[Stored items]
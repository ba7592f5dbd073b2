//! ECS Components
//!
//! Particle components, the interaction matrix, and run-wide resources.

pub mod matrix;
pub mod particle;
pub mod world;

pub use matrix::*;
pub use particle::*;
pub use world::*;
//! Particle Life Simulation
//!
//! Runs the simulation headless and writes JSON snapshots and a JSONL tick
//! summary stream for a renderer or analysis tool to pick up.

use clap::Parser;
use std::fs;
use std::path::PathBuf;
use std::process::ExitCode;

use plife_core::config::{default_config_toml, SimulationConfig, DEFAULT_CONFIG_PATH};
use plife_core::events::SummaryLogger;
use plife_core::output::{write_current_state, write_snapshot_to_dir, SnapshotGenerator};
use plife_core::setup::get_spawn_summary;
use plife_core::{SimError, Simulation};

/// Command line arguments for the simulation
#[derive(Parser, Debug)]
#[command(name = "particle_life")]
#[command(about = "A headless particle-life simulation")]
struct Args {
    /// Random seed for reproducibility
    #[arg(long, default_value_t = 42)]
    seed: u64,

    /// Number of ticks to simulate
    #[arg(long, default_value_t = 1000)]
    ticks: u64,

    /// Path to a TOML config file (defaults are used when omitted and
    /// particle_life.toml is absent)
    #[arg(long)]
    config: Option<PathBuf>,

    /// Interval between population snapshots (in ticks, 0 disables)
    #[arg(long, default_value_t = 100)]
    snapshot_interval: u64,

    /// Output directory for snapshots and tick summaries
    #[arg(long, default_value = "output")]
    output_dir: PathBuf,

    /// Print the default configuration file and exit
    #[arg(long)]
    print_default_config: bool,
}

fn main() -> ExitCode {
    let args = Args::parse();

    if args.print_default_config {
        print!("{}", default_config_toml());
        return ExitCode::SUCCESS;
    }

    match run(&args) {
        Ok(()) => ExitCode::SUCCESS,
        Err(e) => {
            eprintln!("Error: {}", e);
            ExitCode::FAILURE
        }
    }
}

fn load_config(args: &Args) -> Result<SimulationConfig, SimError> {
    match &args.config {
        Some(path) => Ok(SimulationConfig::load(path)?),
        None => {
            let default_path = PathBuf::from(DEFAULT_CONFIG_PATH);
            if default_path.exists() {
                Ok(SimulationConfig::load(default_path)?)
            } else {
                Ok(SimulationConfig::default())
            }
        }
    }
}

fn run(args: &Args) -> Result<(), SimError> {
    let config = load_config(args)?;

    println!("Particle Life");
    println!("=============");
    println!("Seed: {}", args.seed);
    println!("Ticks: {}", args.ticks);
    println!("Snapshot interval: {}", args.snapshot_interval);
    println!("Update mode: {:?}", config.stepping.update_mode);
    println!();

    // Ensure output directories exist
    fs::create_dir_all(args.output_dir.join("snapshots")).unwrap_or_else(|e| {
        eprintln!("Warning: Could not create output directories: {}", e);
    });

    println!("Initializing population...");
    let mut sim = Simulation::new(config, args.seed)?;
    let summary = get_spawn_summary(sim.world_mut());
    println!("  Spawned {} particles", summary.total_particles);
    for (name, count) in &summary.by_type {
        println!("    {}: {}", name, count);
    }

    let mut logger = SummaryLogger::new(args.output_dir.join("ticks.jsonl"))?;
    let mut generator = SnapshotGenerator::new(args.snapshot_interval);

    write_outputs(&mut sim, &mut generator, "simulation_start", args);

    println!();
    println!("Starting simulation...");
    println!();

    for _ in 0..args.ticks {
        let summary = sim.advance();
        let tick = summary.tick;

        if let Err(e) = logger.log(&summary) {
            eprintln!("Warning: Could not log tick {}: {}", tick, e);
        }

        if generator.should_snapshot(tick) {
            write_outputs(&mut sim, &mut generator, "periodic", args);
        }

        // Print progress every 100 ticks
        if tick % 100 == 0 {
            println!(
                "Tick {} / {} - moving {} / {} (mean speed {:.3})",
                tick,
                args.ticks,
                summary.moving,
                summary.particle_count,
                summary.mean_speed
            );
        }
    }

    // Skip the final snapshot when the last periodic one already covered it
    if generator.last_snapshot_tick() != Some(sim.tick()) {
        write_outputs(&mut sim, &mut generator, "simulation_end", args);
    }
    logger.flush()?;

    println!();
    println!("Simulation complete. Ran {} ticks.", sim.tick());
    println!("Generated {} snapshots.", generator.snapshot_count());
    Ok(())
}

/// Snapshot failures are reported but do not stop the run
fn write_outputs(
    sim: &mut Simulation,
    generator: &mut SnapshotGenerator,
    triggered_by: &str,
    args: &Args,
) {
    let snapshot = sim.snapshot(triggered_by);
    if let Err(e) = write_snapshot_to_dir(&args.output_dir, &snapshot) {
        eprintln!("Warning: Could not write snapshot at tick {}: {}", snapshot.tick, e);
    }
    if let Err(e) = write_current_state(&args.output_dir, &snapshot) {
        eprintln!("Warning: Could not write current state at tick {}: {}", snapshot.tick, e);
    }
    generator.mark_snapshot(snapshot.tick);
}
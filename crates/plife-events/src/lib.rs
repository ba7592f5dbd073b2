//! Shared snapshot and summary types for the particle-life simulation.
//!
//! This crate contains pure data structures with no simulation logic.
//! The core crate produces them; renderers and analysis tools consume them.

pub mod snapshot;
pub mod summary;

// Re-export snapshot types
pub use snapshot::{
    generate_snapshot_id, BoundsSnapshot, MatrixSnapshot, ParticleSnapshot, PopulationSnapshot,
    TypeSnapshot,
};

// Re-export summary types
pub use summary::TickSummary;
//! World Setup
//!
//! Type templates, interaction matrix generation, and particle spawning.

pub mod population;
pub mod templates;

pub use population::*;
pub use templates::*;
//! ECS Systems
//!
//! Force model, boundary wrap and the per-tick step.

pub mod boundary;
pub mod force;
pub mod step;

// Re-export commonly used systems
pub use boundary::Bounds;
pub use force::{aggregate, decompose, pairwise_components, within_reach};
pub use step::{
    advance_particles, collect_population, integrate_positions, resolve_motion, step_population,
    MotionUpdate, StepStats,
};
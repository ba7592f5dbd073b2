//! Particle Life Simulation Engine Library
//!
//! Typed particles push and pull each other through an asymmetric interaction
//! matrix inside a wrapping rectangle. Particles are ECS entities; the matrix,
//! configuration and random source are resources; one tick is one run of the
//! step schedule.

use bevy_ecs::prelude::*;
use rand::rngs::SmallRng;
use rand::Rng;

pub mod components;
pub mod config;
pub mod error;
pub mod events;
pub mod output;
pub mod setup;
pub mod simulation;
pub mod systems;

pub use components::*;
pub use config::{ConfigError, SimulationConfig, UpdateMode};
pub use error::{MatrixError, OutputError, SimError};
pub use simulation::Simulation;
pub use systems::boundary::Bounds;

/// Seeded random number generator resource
#[derive(Resource)]
pub struct SimRng(pub SmallRng);

/// Uniform sample from the inclusive range `[min, max]`.
///
/// Callers guarantee `min <= max`; equal bounds return `min`.
pub fn sample_uniform<R: Rng>(rng: &mut R, min: f32, max: f32) -> f32 {
    rng.gen_range(min..=max)
}
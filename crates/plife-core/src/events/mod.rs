//! Tick summary stream
//!
//! Append-only JSONL output of per-tick step outcomes.

pub mod logger;

pub use logger::*;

# INSTRUCTIONS TO FOLLOW
Search the records for lines holding the word "used", then copy each line you find.

# RESULT
    /// Path to a TOML config file (defaults are used when omitted and
// Re-export commonly used systems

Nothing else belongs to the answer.